Exercise aim
Take the entries below and print, exactly, the stretch from the line containing "pub fn grocery_list(filter: Option<Filter>)" through the line containing "let keys: HashSet<_>", both included.

[Records from a data collection]

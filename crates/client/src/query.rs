//! Cache keys and invalidation bindings.
//!
//! Each read accessor has a structurally comparable [`QueryKey`]; each
//! mutation declares the keys it invalidates on success.

use std::fmt;

use grocer_core::types::Filter;

/// Identifies one logical cached resource.
///
/// Two reads with equal keys share a cache entry; `GroceryList(None)` and
/// `GroceryList(Some(Fruits))` never do.
#[derive(Debug, Clone, Copy, PartialEq, Eq, Hash)]
pub enum QueryKey {
    /// `("grocery-list", filter)`
    GroceryList(Option<Filter>),
    /// `("cart",)`
    Cart,
}

impl QueryKey {
    pub fn grocery_list(filter: Option<Filter>) -> Self {
        QueryKey::GroceryList(filter)
    }

    /// Resource name, the first key segment.
    pub fn resource(&self) -> &'static str {
        match self {
            QueryKey::GroceryList(_) => "grocery-list",
            QueryKey::Cart => "cart",
        }
    }

    /// Full key as segments, e.g. `["grocery-list", "fruits"]`.
    pub fn segments(&self) -> Vec<&'static str> {
        match self {
            QueryKey::GroceryList(Some(filter)) => vec![self.resource(), filter.as_str()],
            QueryKey::GroceryList(None) | QueryKey::Cart => vec![self.resource()],
        }
    }
}

impl fmt::Display for QueryKey {
    fn fmt(&self, f: &mut fmt::Formatter<'_>) -> fmt::Result {
        f.write_str(&self.segments().join("/"))
    }
}

/// Write operations and the cache keys their success invalidates.
#[derive(Debug, Clone, Copy, PartialEq, Eq)]
pub enum Mutation {
    AddToCart,
}

impl Mutation {
    /// Keys marked stale after this mutation succeeds. Failed mutations
    /// invalidate nothing.
    pub fn invalidates(self) -> &'static [QueryKey] {
        match self {
            Mutation::AddToCart => &[QueryKey::Cart],
        }
    }
}

#[cfg(test)]
mod tests {
    use std::collections::HashSet;

    use super::*;

    #[test]
    fn filtered_and_unfiltered_lists_are_distinct_keys() {
        let all = QueryKey::grocery_list(None);
        let fruits = QueryKey::grocery_list(Some(Filter::Fruits));

        assert_ne!(all, fruits);
        let keys: HashSet<_> = [all, fruits, QueryKey::grocery_list(None)].into_iter().collect();
        assert_eq!(keys.len(), 2);
    }

    #[test]
    fn segments_match_resource_names() {
        assert_eq!(QueryKey::grocery_list(None).segments(), vec!["grocery-list"]);
        assert_eq!(
            QueryKey::grocery_list(Some(Filter::Fruits)).segments(),
            vec!["grocery-list", "fruits"]
        );
        assert_eq!(QueryKey::Cart.segments(), vec!["cart"]);
        assert_eq!(
            QueryKey::grocery_list(Some(Filter::Vegetables)).to_string(),
            "grocery-list/vegetables"
        );
    }

    #[test]
    fn add_to_cart_only_invalidates_cart() {
        assert_eq!(Mutation::AddToCart.invalidates(), &[QueryKey::Cart]);
    }
}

Expected output
    pub fn grocery_list(filter: Option<Filter>) -> Self {
        QueryKey::GroceryList(filter)
    }

    /// Resource name, the first key segment.
    pub fn resource(&self) -> &'static str {
        match self {
            QueryKey::GroceryList(_) => "grocery-list",
            QueryKey::Cart => "cart",
        }
    }

    /// Full key as segments, e.g. `["grocery-list", "fruits"]`.
    pub fn segments(&self) -> Vec<&'static str> {
        match self {
            QueryKey::GroceryList(Some(filter)) => vec![self.resource(), filter.as_str()],
            QueryKey::GroceryList(None) | QueryKey::Cart => vec![self.resource()],
        }
    }
}

impl fmt::Display for QueryKey {
    fn fmt(&self, f: &mut fmt::Formatter<'_>) -> fmt::Result {
        f.write_str(&self.segments().join("/"))
    }
}

/// Write operations and the cache keys their success invalidates.
#[derive(Debug, Clone, Copy, PartialEq, Eq)]
pub enum Mutation {
    AddToCart,
}

impl Mutation {
    /// Keys marked stale after this mutation succeeds. Failed mutations
    /// invalidate nothing.
    pub fn invalidates(self) -> &'static [QueryKey] {
        match self {
            Mutation::AddToCart => &[QueryKey::Cart],
        }
    }
}

#[cfg(test)]
mod tests {
    use std::collections::HashSet;

    use super::*;

    #[test]
    fn filtered_and_unfiltered_lists_are_distinct_keys() {
        let all = QueryKey::grocery_list(None);
        let fruits = QueryKey::grocery_list(Some(Filter::Fruits));

        assert_ne!(all, fruits);
        let keys: HashSet<_> = [all, fruits, QueryKey::grocery_list(None)].into_iter().collect();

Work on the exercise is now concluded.